Moving on: Anaheim Ducks coach Bruce Boudreau finally gets his playoff redemption with big win

Tuesday, 05.12.2015 / 8:05 PM The Canadian Press

ANAHEIM, Calif. - While the Anaheim Ducks stormed the ice to celebrate Corey Perry's series-clinching overtime goal, Bruce Boudreau looked up and saw his two sons and his wife, Crystal, hugging and hopping in the frenzied Honda Center stands.

They turned and locked eyes with Boudreau, maniacally pointing at him. So Boudreau pointed back, and unadulterated joy flooded over a face that usually registers only concern when he's at work.

"It was a really cool moment," Boudreau said. "I find when I get excited behind the bench, the team gets too excited and we lose a little bit of our focus, so I tried to stay as focused as I could. But it was a pretty nice win, so I think I'm allowed five minutes of joy."

The coach and his family were celebrating Anaheim's breakthrough, but also the death of Boudreau's old reputation: In his first six Stanley Cup playoff trips, his teams never got past the second round.

The Ducks are headed to the Western Conference finals, and Boudreau has a team in the NHL's final four for the first time. The hockey lifer's spectacular regular-season success will no longer be overshadowed by his teams' post-season failures — and the story could get even sweeter if the Ducks get past the mighty Chicago Blackhawks.

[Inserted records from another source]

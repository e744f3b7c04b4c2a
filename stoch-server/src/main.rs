use std::path::PathBuf;

use actix_web::{delete, get, put, web, App, HttpResponse, HttpServer, Responder};
use clap::Parser;
use serde::Deserialize;
use stoch_core::io::read_training_chunks;
use stoch_core::{Error, OsEntropy, SeededEntropy, StochModel};
use tracing::info;
use tracing_subscriber::EnvFilter;

mod config;

use config::ServerConfig;

/// Response header carrying the number of meaningful generated bytes.
const LOGICAL_LENGTH_HEADER: &str = "X-Logical-Length";

#[derive(Parser, Debug)]
#[command(version, about = "HTTP front end for a byte-level Markov model")]
struct Args {
	/// TOML configuration file
	#[arg(long, env = "STOCH_CONFIG")]
	config: Option<PathBuf>,
}

/// Query parameters for the `/v1/generate` endpoint
#[derive(Deserialize)]
struct GenerateParams {
	size: Option<usize>,
	/// Reproducible output when set, OS entropy otherwise
	seed: Option<u64>,
	/// Return only the bytes before the terminator
	trim: Option<bool>,
}

struct SharedData {
	model: StochModel,
	default_size: usize,
	max_size: usize,
}

fn error_response(error: &Error) -> HttpResponse {
	let mut response = match error {
		Error::InvalidArgument(_) | Error::CounterOverflow { .. } | Error::Config(_) => HttpResponse::BadRequest(),
		Error::RandomnessUnavailable(_) => HttpResponse::ServiceUnavailable(),
	};
	response.body(error.to_string())
}

/// HTTP PUT endpoint `/v1/train`
///
/// Trains the model on the raw request body. Successive requests continue
/// the same chain.
#[put("/v1/train")]
async fn put_train(data: web::Data<SharedData>, body: web::Bytes) -> impl Responder {
	match data.model.train(&body) {
		Ok(n) => HttpResponse::Ok().body(format!("{n} bytes trained")),
		Err(e) => error_response(&e),
	}
}

/// HTTP GET endpoint `/v1/generate`
///
/// Returns `size` generated bytes (or only the meaningful ones with
/// `trim=true`); the logical length is sent in `X-Logical-Length`.
#[get("/v1/generate")]
async fn get_generated(data: web::Data<SharedData>, query: web::Query<GenerateParams>) -> impl Responder {
	let size = query.size.unwrap_or(data.default_size);
	if size > data.max_size {
		return HttpResponse::BadRequest().body(format!("size must not exceed {}", data.max_size));
	}

	let result = match query.seed {
		Some(seed) => data.model.generate(size, &mut SeededEntropy::new(seed)),
		None => data.model.generate(size, &mut OsEntropy),
	};

	match result {
		Ok(generated) => {
			let logical_len = generated.logical_len;
			let body = if query.trim.unwrap_or(false) {
				generated.meaningful().to_vec()
			} else {
				generated.bytes
			};
			HttpResponse::Ok()
				.content_type("application/octet-stream")
				.insert_header((LOGICAL_LENGTH_HEADER, logical_len.to_string()))
				.body(body)
		}
		Err(e) => error_response(&e),
	}
}

#[delete("/v1/model")]
async fn delete_model(data: web::Data<SharedData>) -> impl Responder {
	data.model.reset();
	HttpResponse::Ok().body("Model reset")
}

#[get("/v1/stats")]
async fn get_stats(data: web::Data<SharedData>) -> impl Responder {
	HttpResponse::Ok().json(data.model.stats())
}

fn routes(cfg: &mut web::ServiceConfig) {
	cfg.service(put_train)
		.service(get_generated)
		.service(delete_model)
		.service(get_stats);
}

fn init_tracing() {
	tracing_subscriber::fmt()
		.with_env_filter(EnvFilter::try_from_default_env().unwrap_or_else(|_| EnvFilter::new("info")))
		.with_writer(std::io::stderr)
		.init();
}

/// Main entry point for the server.
///
/// Builds the model from the configuration, optionally trains it on the
/// preload path, and serves it over HTTP. The model is internally locked,
/// so it is shared between workers without an outer `Mutex`.
#[actix_web::main]
async fn main() -> anyhow::Result<()> {
	init_tracing();
	let args = Args::parse();
	let config = ServerConfig::load(args.config.as_deref())?;

	let model = StochModel::new(config.model.clone())?;
	if let Some(path) = &config.preload {
		for chunk in read_training_chunks(path, None)? {
			model.train(&chunk)?;
		}
		info!(path = %path.display(), grand_total = model.stats().grand_total, "preloaded training data");
	}

	let shared_data = web::Data::new(SharedData {
		model,
		default_size: config.default_size,
		max_size: config.max_size,
	});
	let max_train_bytes = config.max_train_bytes;

	info!(host = %config.host, port = config.port, "listening");
	HttpServer::new(move || {
		App::new()
			.app_data(shared_data.clone())
			.app_data(web::PayloadConfig::new(max_train_bytes))
			.configure(routes)
	})
		.bind((config.host.as_str(), config.port))?
		.run()
		.await?;

	Ok(())
}

#[cfg(test)]
mod tests {
	use super::*;
	use actix_web::http::StatusCode;
	use actix_web::test;
	use stoch_core::ModelStats;

	fn shared() -> web::Data<SharedData> {
		web::Data::new(SharedData {
			model: StochModel::default(),
			default_size: 16,
			max_size: 64,
		})
	}

	#[actix_web::test]
	async fn test_generate_on_empty_model() {
		let app = test::init_service(App::new().app_data(shared()).configure(routes)).await;
		let req = test::TestRequest::get().uri("/v1/generate?size=8").to_request();
		let resp = test::call_service(&app, req).await;

		assert_eq!(resp.status(), StatusCode::OK);
		assert_eq!(resp.headers().get(LOGICAL_LENGTH_HEADER).unwrap(), "0");
		let body = test::read_body(resp).await;
		assert_eq!(body.as_ref(), &[0u8; 8]);
	}

	#[actix_web::test]
	async fn test_train_then_generate_trimmed() {
		let data = shared();
		let app = test::init_service(App::new().app_data(data.clone()).configure(routes)).await;

		for _ in 0..5 {
			let req = test::TestRequest::put().uri("/v1/train").set_payload("A\0").to_request();
			let resp = test::call_service(&app, req).await;
			assert_eq!(resp.status(), StatusCode::OK);
		}
		assert_eq!(data.model.stats().grand_total, 10);

		let req = test::TestRequest::get().uri("/v1/generate?size=8&seed=1&trim=true").to_request();
		let resp = test::call_service(&app, req).await;
		assert_eq!(resp.status(), StatusCode::OK);
		let logical: usize = resp.headers().get(LOGICAL_LENGTH_HEADER).unwrap().to_str().unwrap().parse().unwrap();
		let body = test::read_body(resp).await;
		assert_eq!(body.len(), logical);
		assert!(body.as_ref() == b"A" || body.is_empty());
	}

	#[actix_web::test]
	async fn test_default_and_oversized_requests() {
		let app = test::init_service(App::new().app_data(shared()).configure(routes)).await;

		let req = test::TestRequest::get().uri("/v1/generate").to_request();
		let body = test::call_and_read_body(&app, req).await;
		assert_eq!(body.len(), 16);

		let req = test::TestRequest::get().uri("/v1/generate?size=0").to_request();
		assert_eq!(test::call_service(&app, req).await.status(), StatusCode::BAD_REQUEST);

		let req = test::TestRequest::get().uri("/v1/generate?size=65").to_request();
		assert_eq!(test::call_service(&app, req).await.status(), StatusCode::BAD_REQUEST);
	}

	#[actix_web::test]
	async fn test_reset_and_stats() {
		let data = shared();
		let app = test::init_service(App::new().app_data(data.clone()).configure(routes)).await;

		let req = test::TestRequest::put().uri("/v1/train").set_payload("hello").to_request();
		test::call_service(&app, req).await;

		let req = test::TestRequest::get().uri("/v1/stats").to_request();
		let stats: ModelStats = test::call_and_read_body_json(&app, req).await;
		assert_eq!(stats.grand_total, 5);
		assert_eq!(stats.cursor, b'o');

		let req = test::TestRequest::delete().uri("/v1/model").to_request();
		assert_eq!(test::call_service(&app, req).await.status(), StatusCode::OK);
		assert_eq!(data.model.stats().grand_total, 0);
	}

	#[actix_web::test]
	async fn test_overflow_is_bad_request() {
		let config = stoch_core::ModelConfig::default().with_counter_limit(3).unwrap();
		let data = web::Data::new(SharedData {
			model: StochModel::new(config).unwrap(),
			default_size: 16,
			max_size: 64,
		});
		let app = test::init_service(App::new().app_data(data).configure(routes)).await;

		let req = test::TestRequest::put().uri("/v1/train").set_payload("toolong").to_request();
		assert_eq!(test::call_service(&app, req).await.status(), StatusCode::BAD_REQUEST);
	}
}
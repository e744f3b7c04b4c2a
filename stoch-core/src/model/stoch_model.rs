use std::sync::{Mutex, MutexGuard, PoisonError};

use tracing::info;

use crate::config::ModelConfig;
use crate::entropy::EntropySource;
use crate::error::{Error, Result};

use super::generator::{Generated, Generator};
use super::trainer::Trainer;
use super::transition_model::{ModelStats, TransitionModel};

/// A model instance owned by the embedding application.
///
/// Every port call takes the same exclusive lock for its whole duration, so
/// a generation never observes a half-applied training chunk and a training
/// chunk never interleaves with a reset. The entropy source is supplied per
/// call and is not covered by the lock.
///
/// # Lifecycle
/// construct, then any number of `train` / `generate` calls, optionally
/// `reset`. Learned state lives only as long as this value.
#[derive(Debug, Default)]
pub struct StochModel {
	inner: Mutex<TransitionModel>,
}

impl StochModel {
	/// Creates an empty model.
	///
	/// # Errors
	/// Returns `Error::Config` if the configuration is invalid.
	pub fn new(config: ModelConfig) -> Result<Self> {
		let model = TransitionModel::with_config(config)?;
		Ok(Self { inner: Mutex::new(model) })
	}

	/// Wraps an existing model.
	pub fn from_model(model: TransitionModel) -> Self {
		Self { inner: Mutex::new(model) }
	}

	// Every update leaves the model consistent before it can panic, so a
	// poisoned lock still guards a valid model.
	fn lock(&self) -> MutexGuard<'_, TransitionModel> {
		self.inner.lock().unwrap_or_else(PoisonError::into_inner)
	}

	/// Ingestion port: trains on one chunk and returns the bytes consumed.
	pub fn train(&self, bytes: &[u8]) -> Result<usize> {
		let mut model = self.lock();
		Trainer::new(&mut model).ingest(bytes)
	}

	/// Ingestion port for inputs wider than a byte.
	pub fn train_wide(&self, values: &[u32]) -> Result<usize> {
		let mut model = self.lock();
		Trainer::new(&mut model).ingest_wide(values)
	}

	/// Generation port: produces exactly `size` bytes.
	///
	/// # Errors
	/// - `InvalidArgument` if `size` is zero
	/// - `RandomnessUnavailable` if `rng` fails
	pub fn generate<R: EntropySource + ?Sized>(&self, size: usize, rng: &mut R) -> Result<Generated> {
		if size == 0 {
			return Err(Error::InvalidArgument("requested size must be at least 1".to_owned()));
		}
		let model = self.lock();
		Generator::new(&model).generate(size, rng)
	}

	/// Generation port writing into a caller-owned buffer.
	pub fn fill<R: EntropySource + ?Sized>(&self, buffer: &mut [u8], rng: &mut R) -> Result<usize> {
		let model = self.lock();
		Generator::new(&model).fill(buffer, rng)
	}

	/// Reset operation: clears every count and the training cursor.
	pub fn reset(&self) {
		self.lock().clear_all();
		info!("model reset");
	}

	/// Merges a separately trained model into this one.
	pub fn merge(&self, other: &TransitionModel) -> Result<()> {
		self.lock().merge(other)
	}

	pub fn stats(&self) -> ModelStats {
		self.lock().stats()
	}

	pub fn config(&self) -> ModelConfig {
		self.lock().config().clone()
	}

	/// Copy of the current model state.
	pub fn snapshot(&self) -> TransitionModel {
		self.lock().clone()
	}
}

"The instant it happened, it felt really good, and then half an hour later I forgot about it, and we're starting to think about Chicago," Boudreau said. "I was really glad that I don't have to answer that question anytime soon. In that respect, it's always good. Getting to the final four is a new experience for me, so it's going to be interesting to see how everything goes."

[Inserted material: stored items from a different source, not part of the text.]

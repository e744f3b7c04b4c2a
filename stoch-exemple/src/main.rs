use std::io::{self, Read, Write};
use std::path::PathBuf;

use clap::{Parser, ValueEnum};
use stoch_core::io::read_training_chunks;
use stoch_core::{EntropySource, ModelConfig, ModelOrder, SeededEntropy, StochModel, ThreadEntropy};
use tracing::info;
use tracing_subscriber::EnvFilter;

#[derive(Debug, Clone, Copy, ValueEnum)]
enum Order {
	Zero,
	First,
}

impl From<Order> for ModelOrder {
	fn from(order: Order) -> Self {
		match order {
			Order::Zero => ModelOrder::Zero,
			Order::First => ModelOrder::First,
		}
	}
}

/// Trains a byte-level Markov model and prints generated samples.
#[derive(Parser, Debug)]
#[command(version)]
struct Args {
	/// Training files or directories; reads stdin when none are given
	inputs: Vec<PathBuf>,

	/// Only read files with this extension from directories
	#[arg(long)]
	extension: Option<String>,

	/// Bytes requested per sample
	#[arg(short, long, default_value_t = 80)]
	size: usize,

	/// Number of samples to print
	#[arg(short = 'n', long, default_value_t = 10)]
	count: usize,

	/// Seed for reproducible output
	#[arg(long)]
	seed: Option<u64>,

	#[arg(long, value_enum, default_value_t = Order::First)]
	order: Order,

	/// Train each line as its own zero-terminated sample
	#[arg(long)]
	lines: bool,
}

fn main() -> anyhow::Result<()> {
	tracing_subscriber::fmt()
		.with_env_filter(EnvFilter::from_default_env())
		.with_writer(io::stderr)
		.init();

	let args = Args::parse();
	let model = StochModel::new(ModelConfig::default().with_order(args.order.into()))?;

	let chunks = if args.inputs.is_empty() {
		let mut data = Vec::new();
		io::stdin().read_to_end(&mut data)?;
		vec![data]
	} else {
		let mut chunks = Vec::new();
		for input in &args.inputs {
			chunks.extend(read_training_chunks(input, args.extension.as_deref())?);
		}
		chunks
	};

	for chunk in &chunks {
		if args.lines {
			// Each line ends with a terminator so generation stops at line ends
			for line in chunk.split(|&b| b == b'\n').filter(|l| !l.is_empty()) {
				model.train(line)?;
				model.train(&[0])?;
			}
		} else {
			model.train(chunk)?;
		}
	}
	info!(order = ?args.order, grand_total = model.stats().grand_total, "model trained");

	let mut rng: Box<dyn EntropySource> = match args.seed {
		Some(seed) => Box::new(SeededEntropy::new(seed)),
		None => Box::new(ThreadEntropy::new()),
	};

	let mut stdout = io::stdout().lock();
	for _ in 0..args.count {
		let generated = model.generate(args.size, &mut rng)?;
		stdout.write_all(generated.meaningful())?;
		stdout.write_all(b"\n")?;
	}

	Ok(())
}
use std::collections::VecDeque;

use rand::rngs::{OsRng, StdRng, ThreadRng};
use rand::{Rng, RngCore, SeedableRng, TryRngCore};

use crate::error::{Error, Result};

/// Source of randomness injected into sampling.
///
/// The model never owns one: every generation call borrows the caller's
/// source, so each thread can bring its own without any shared lock.
pub trait EntropySource {
	/// Returns 64 uniformly distributed bits.
	fn next_u64(&mut self) -> Result<u64>;

	/// Returns a uniformly distributed integer in `[0, bound)`.
	///
	/// The default implementation rejects the top `2^64 mod bound` values
	/// of `next_u64` so every result is equally likely.
	///
	/// # Errors
	/// - `InvalidArgument` if `bound` is zero
	/// - whatever `next_u64` reports
	fn below(&mut self, bound: u64) -> Result<u64> {
		if bound == 0 {
			return Err(Error::InvalidArgument("sampling bound must be positive".to_owned()));
		}
		// 2^64 mod bound
		let excess = (u64::MAX % bound + 1) % bound;
		loop {
			let value = self.next_u64()?;
			if excess == 0 || value <= u64::MAX - excess {
				return Ok(value % bound);
			}
		}
	}
}

impl<T: EntropySource + ?Sized> EntropySource for &mut T {
	fn next_u64(&mut self) -> Result<u64> {
		(**self).next_u64()
	}

	fn below(&mut self, bound: u64) -> Result<u64> {
		(**self).below(bound)
	}
}

impl<T: EntropySource + ?Sized> EntropySource for Box<T> {
	fn next_u64(&mut self) -> Result<u64> {
		(**self).next_u64()
	}

	fn below(&mut self, bound: u64) -> Result<u64> {
		(**self).below(bound)
	}
}

/// Operating system entropy. The only source here that can actually fail.
#[derive(Debug, Default, Clone, Copy)]
pub struct OsEntropy;

impl EntropySource for OsEntropy {
	fn next_u64(&mut self) -> Result<u64> {
		OsRng
			.try_next_u64()
			.map_err(|e| Error::RandomnessUnavailable(e.to_string()))
	}
}

/// rand's thread-local generator. Construct one per thread.
#[derive(Debug, Clone)]
pub struct ThreadEntropy {
	rng: ThreadRng,
}

impl ThreadEntropy {
	pub fn new() -> Self {
		Self { rng: rand::rng() }
	}
}

impl Default for ThreadEntropy {
	fn default() -> Self {
		Self::new()
	}
}

impl EntropySource for ThreadEntropy {
	fn next_u64(&mut self) -> Result<u64> {
		Ok(self.rng.next_u64())
	}

	fn below(&mut self, bound: u64) -> Result<u64> {
		if bound == 0 {
			return Err(Error::InvalidArgument("sampling bound must be positive".to_owned()));
		}
		Ok(self.rng.random_range(0..bound))
	}
}

/// Reproducible generator: the same seed always yields the same draws.
#[derive(Debug, Clone)]
pub struct SeededEntropy {
	rng: StdRng,
}

impl SeededEntropy {
	pub fn new(seed: u64) -> Self {
		Self { rng: StdRng::seed_from_u64(seed) }
	}
}

impl EntropySource for SeededEntropy {
	fn next_u64(&mut self) -> Result<u64> {
		Ok(self.rng.next_u64())
	}

	fn below(&mut self, bound: u64) -> Result<u64> {
		if bound == 0 {
			return Err(Error::InvalidArgument("sampling bound must be positive".to_owned()));
		}
		Ok(self.rng.random_range(0..bound))
	}
}

/// A fixed queue of draws, consumed front to back.
///
/// `below(bound)` returns the next queued value reduced modulo `bound`, so
/// queuing values smaller than the bound selects an exact position in the
/// cumulative distribution. Once the queue is empty every call reports
/// `RandomnessUnavailable`.
#[derive(Debug, Clone, Default)]
pub struct ScriptedEntropy {
	values: VecDeque<u64>,
}

impl ScriptedEntropy {
	pub fn new<I: IntoIterator<Item = u64>>(values: I) -> Self {
		Self { values: values.into_iter().collect() }
	}

	/// Number of draws left.
	pub fn remaining(&self) -> usize {
		self.values.len()
	}
}

impl EntropySource for ScriptedEntropy {
	fn next_u64(&mut self) -> Result<u64> {
		self.values
			.pop_front()
			.ok_or_else(|| Error::RandomnessUnavailable("scripted entropy exhausted".to_owned()))
	}

	fn below(&mut self, bound: u64) -> Result<u64> {
		if bound == 0 {
			return Err(Error::InvalidArgument("sampling bound must be positive".to_owned()));
		}
		Ok(self.next_u64()? % bound)
	}
}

Boudreau almost won too much during the regular season in Washington and Anaheim, because it made his post-season disappointments even more cutting.

He has won an astonishing seven division titles and a Presidents' Trophy in his eight NHL seasons, leaving Boudreau with the highest points percentage among all active coaches (.664). He was the fastest coach to 200 wins and 300 wins outside the Original Six era.

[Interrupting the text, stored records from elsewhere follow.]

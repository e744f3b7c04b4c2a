use serde::{Deserialize, Serialize};

use crate::error::{Error, Result};

/// Order of the Markov chain.
///
/// # Variants
/// - `Zero`: a single histogram, every symbol is drawn from the same table.
/// - `First`: the previous symbol selects the table for the next one.
#[derive(Serialize, Deserialize, Clone, Copy, Debug, Default, PartialEq, Eq)]
#[serde(rename_all = "snake_case")]
pub enum ModelOrder {
	Zero,
	#[default]
	First,
}

/// What training does when the counters reach `counter_limit`.
///
/// # Variants
/// - `Reject`: the whole chunk is refused and nothing is counted.
/// - `Saturate`: the chunk is counted up to the limit, the rest is dropped.
///   The training cursor still follows every byte.
#[derive(Serialize, Deserialize, Clone, Copy, Debug, Default, PartialEq, Eq)]
#[serde(rename_all = "snake_case")]
pub enum OverflowPolicy {
	#[default]
	Reject,
	Saturate,
}

/// Configuration of a model instance.
///
/// # Invariants
/// - `counter_limit` is strictly positive
///
/// Every count is bounded by its table total and every table total by the
/// grand total, so capping the grand total caps every counter.
#[derive(Serialize, Deserialize, Clone, Debug, PartialEq, Eq)]
#[serde(default)]
pub struct ModelConfig {
	/// Markov order (0 or 1).
	pub order: ModelOrder,

	/// Behavior when a chunk does not fit under `counter_limit`.
	pub overflow: OverflowPolicy,

	/// Maximum value of the grand total.
	counter_limit: u64,

	/// Force the last byte of every generated buffer to the terminator.
	pub nul_terminate: bool,
}

impl Default for ModelConfig {
	fn default() -> Self {
		Self {
			order: ModelOrder::First,
			overflow: OverflowPolicy::Reject,
			counter_limit: u64::MAX,
			nul_terminate: false,
		}
	}
}

impl ModelConfig {
	/// Returns the current counter limit.
	pub fn counter_limit(&self) -> u64 {
		self.counter_limit
	}

	/// Sets the counter limit.
	///
	/// # Errors
	/// Returns an error if `limit` is zero.
	pub fn set_counter_limit(&mut self, limit: u64) -> Result<()> {
		if limit == 0 {
			return Err(Error::Config("counter limit must be at least 1".to_owned()));
		}
		self.counter_limit = limit;
		Ok(())
	}

	/// Builder-style variant of [`set_counter_limit`](Self::set_counter_limit).
	pub fn with_counter_limit(mut self, limit: u64) -> Result<Self> {
		self.set_counter_limit(limit)?;
		Ok(self)
	}

	pub fn with_order(mut self, order: ModelOrder) -> Self {
		self.order = order;
		self
	}

	pub fn with_overflow(mut self, overflow: OverflowPolicy) -> Self {
		self.overflow = overflow;
		self
	}

	pub fn with_nul_terminate(mut self, nul_terminate: bool) -> Self {
		self.nul_terminate = nul_terminate;
		self
	}

	/// Checks a configuration that did not go through the setters
	/// (e.g. one deserialized from a file).
	pub fn validate(&self) -> Result<()> {
		if self.counter_limit == 0 {
			return Err(Error::Config("counter limit must be at least 1".to_owned()));
		}
		Ok(())
	}
}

But he had minimal post-season success and a handful of high-profile flops on his resume before everything changed this spring while the Ducks steamrolled the Pacific Division bracket with eight wins in nine games.

Boudreau doesn't think he magically became a better coach this spring.

"There's an awful lot of great coaches in this world that haven't gotten to the semifinals of the Stanley Cup, or haven't done a lot of things, but they're still great coaches," Boudreau said.

Indeed, an example is behind the other bench.

Joel Quenneville's St. Louis Blues made only one conference final despite reaching seven consecutive postseasons, and his Colorado Avalanche never got out of the second round. The Blackhawks made the conference finals in his first season and won his first Cup one year later, in 2010 — Quenneville's 13th NHL season and 12th post-season.

Like Quenneville, Boudreau paid plenty of dues before his breakthrough.

After a playing career as a prolific minor-league scorer who never won a long-term NHL job, Boudreau went into coaching. He rode buses in Muskegon, Fort Wayne, Biloxi, Lowell, Manchester and Hershey, where he won the 2006 AHL Calder Cup.

The Capitals promoted him in November 2007, and the 51-year-old NHL rookie immediately revitalized the franchise, winning four straight Southeast Division titles and the 2010 Presidents' Trophy. Yet his Caps won only two playoff rounds in four years, most memorably going out in the first round five years ago after a 121-point regular season.

He was unemployed for just 48 hours after Washington fired him for a slow start in November 2011, and he swiftly fixed the underachieving Ducks, who nearly rallied into a playoff spot that spring. Anaheim has been one of the NHL's dominant teams ever since, winning three division titles and finishing in the overall top three each season.

But Boudreau had the same agonizing playoff fate, losing a Game 7 to Detroit in 2013 and to Los Angeles in 2014. He took his first significant criticism in Anaheim last spring after benching beloved Teemu Selanne and spinning a three-goalie carousel that ended with overmatched 20-year-old John Gibson getting chased from Game 7 by the future champion Los Angeles Kings.

Now on a new frontier, Boudreau isn't forgetting how he got here.

"I think we've had good teams. I think we've lost for reasons," Boudreau said. "But I try not to let it trickle in, (or) say, 'Hey, it's your fault that you're not making it to the fourth round or the third round,' because when you start thinking like that, then you doubt your abilities. I don't want to do that. I think it's the coach's job to not only sound confident, but to look confident, especially (to) your players."